* _TASK ITEM_:
Write out, word for word, the first line of the data below and every line after it through the one containing "filename src/embed/dto.rs".

* _Items listed in a dataset_:
*** Block opens ***
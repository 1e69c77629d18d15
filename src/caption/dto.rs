use serde::{Deserialize, Serialize};

#[derive(Debug, Deserialize)]
pub struct CaptionImageRequest {
    pub image_url: String,
}

#[derive(Debug, Serialize)]
pub struct CaptionImageResponse {
    pub caption: String,
}

#[cfg(test)]
mod tests {
    use super::*;
    use serde_json::json;

    #[test]
    fn request_and_response_shapes() {
        let req: CaptionImageRequest =
            serde_json::from_value(json!({ "image_url": "https://example.com/image.jpg" }))
                .unwrap();
        assert_eq!(req.image_url, "https://example.com/image.jpg");

        let resp = CaptionImageResponse {
            caption: "a dog on a beach".into(),
        };
        assert_eq!(
            serde_json::to_value(&resp).unwrap(),
            json!({ "caption": "a dog on a beach" })
        );
    }
}
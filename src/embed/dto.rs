use serde::{Deserialize, Serialize};

/// `text` accepts either one string or an ordered batch of strings.
#[derive(Debug, Clone, Deserialize)]
#[serde(untagged)]
pub enum TextInput {
    Single(String),
    Batch(Vec<String>),
}

#[derive(Debug, Deserialize)]
pub struct EmbedTextRequest {
    pub text: TextInput,
}

/// Mirrors the input shape: one vector for one string, a list of vectors for
/// a batch.
#[derive(Debug, Serialize)]
#[serde(untagged)]
pub enum Embedding {
    Single(Vec<f32>),
    Batch(Vec<Vec<f32>>),
}

#[derive(Debug, Serialize)]
pub struct EmbedTextResponse {
    pub embedding: Embedding,
    pub dim: usize,
    pub model: &'static str,
}
//! Comment store.

use super::enum_column;
use chrono::{DateTime, Utc};
use helpdesk_shared::{Comment, CommentId, CommentView, TicketId, UserId};
use rusqlite::{params, Connection, OptionalExtension};

pub fn insert(
    conn: &Connection,
    ticket_id: TicketId,
    author: UserId,
    text: &str,
    now: DateTime<Utc>,
) -> rusqlite::Result<Comment> {
    conn.execute(
        "INSERT INTO ticket_comments (ticket_id, user_id, comment, created_at)
         VALUES (?1, ?2, ?3, ?4)",
        params![ticket_id, author, text, now],
    )?;

    Ok(Comment {
        id: conn.last_insert_rowid(),
        ticket_id,
        user_id: author,
        comment: text.to_string(),
        created_at: now,
    })
}

pub fn find(conn: &Connection, id: CommentId) -> rusqlite::Result<Option<Comment>> {
    conn.query_row(
        "SELECT id, ticket_id, user_id, comment, created_at FROM ticket_comments WHERE id = ?1",
        params![id],
        |row| {
            Ok(Comment {
                id: row.get(0)?,
                ticket_id: row.get(1)?,
                user_id: row.get(2)?,
                comment: row.get(3)?,
                created_at: row.get(4)?,
            })
        },
    )
    .optional()
}

/// Thread for a ticket, oldest first, with author name and role.
pub fn list_for_ticket(conn: &Connection, ticket_id: TicketId) -> rusqlite::Result<Vec<CommentView>> {
    let mut stmt = conn.prepare(
        "SELECT c.id, c.comment, c.created_at, u.name, u.role
         FROM ticket_comments c
         JOIN users u ON c.user_id = u.id
         WHERE c.ticket_id = ?1
         ORDER BY c.created_at ASC, c.id ASC",
    )?;

    let rows = stmt.query_map(params![ticket_id], |row| {
        Ok(CommentView {
            id: row.get(0)?,
            comment: row.get(1)?,
            created_at: row.get(2)?,
            author_name: row.get(3)?,
            author_role: enum_column(row, 4)?,
        })
    })?;

    rows.collect()
}

pub fn update_text(conn: &Connection, id: CommentId, text: &str) -> rusqlite::Result<()> {
    conn.execute(
        "UPDATE ticket_comments SET comment = ?1 WHERE id = ?2",
        params![text, id],
    )?;
    Ok(())
}

pub fn delete(conn: &Connection, id: CommentId) -> rusqlite::Result<()> {
    conn.execute("DELETE FROM ticket_comments WHERE id = ?1", params![id])?;
    Ok(())
}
*** Block closes ***
* _RESPONSE_:
repository 1e69c77629d18d15
filename src/caption/dto.rs
use serde::{Deserialize, Serialize};

#[derive(Debug, Deserialize)]
pub struct CaptionImageRequest {
    pub image_url: String,
}

#[derive(Debug, Serialize)]
pub struct CaptionImageResponse {
    pub caption: String,
}

#[cfg(test)]
mod tests {
    use super::*;
    use serde_json::json;

    #[test]
    fn request_and_response_shapes() {
        let req: CaptionImageRequest =
            serde_json::from_value(json!({ "image_url": "https://example.com/image.jpg" }))
                .unwrap();
        assert_eq!(req.image_url, "https://example.com/image.jpg");

        let resp = CaptionImageResponse {
            caption: "a dog on a beach".into(),
        };
        assert_eq!(
            serde_json::to_value(&resp).unwrap(),
            json!({ "caption": "a dog on a beach" })
        );
    }
}
filename src/embed/dto.rs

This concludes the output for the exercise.